__Work order__
A set of records appears below. Print them all, word for word.

Stored records:
○ ○ ○ ○
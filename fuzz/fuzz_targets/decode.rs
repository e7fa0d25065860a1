//! If we panic!, we lose.
//!
//! ```not_rust
//! cargo +nightly fuzz run decode
//! ```

#![no_main]

use libfuzzer_sys::fuzz_target;
use tinylink::{
    decode::FrameDecoder,
    frame::{LEN_HEADER, max_payload_len},
};

fuzz_target!(|data: &[u8]| {
    // Small buffers exercise the overrun and wrap paths, the large one real frames.
    for capacity in [0, 3, 4, 5, 9, 10, 11, 32, 1024] {
        let mut storage = [0_u8; 1024];
        let mut decoder = FrameDecoder::new(&mut storage[..capacity]);

        for &byte in data {
            if let Some(frame) = decoder.decode(byte) {
                let max = max_payload_len(capacity).expect("Frames need room");

                assert!(frame.length() <= max);
                assert!(LEN_HEADER + frame.length() < capacity);
            }

            assert!(decoder.buffered() <= capacity);
        }
    }
});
○ ○ ○ ○
__Written solution__
filename fuzz/fuzz_targets/decode.rs
repository e7fa0d25065860a1
//! If we panic!, we lose.
//!
//! ```not_rust
//! cargo +nightly fuzz run decode
//! ```

#![no_main]

use libfuzzer_sys::fuzz_target;
use tinylink::{
    decode::FrameDecoder,
    frame::{LEN_HEADER, max_payload_len},
};

fuzz_target!(|data: &[u8]| {
    // Small buffers exercise the overrun and wrap paths, the large one real frames.
    for capacity in [0, 3, 4, 5, 9, 10, 11, 32, 1024] {
        let mut storage = [0_u8; 1024];
        let mut decoder = FrameDecoder::new(&mut storage[..capacity]);

        for &byte in data {
            if let Some(frame) = decoder.decode(byte) {
                let max = max_payload_len(capacity).expect("Frames need room");

                assert!(frame.length() <= max);
                assert!(LEN_HEADER + frame.length() < capacity);
            }

            assert!(decoder.buffered() <= capacity);
        }
    }
});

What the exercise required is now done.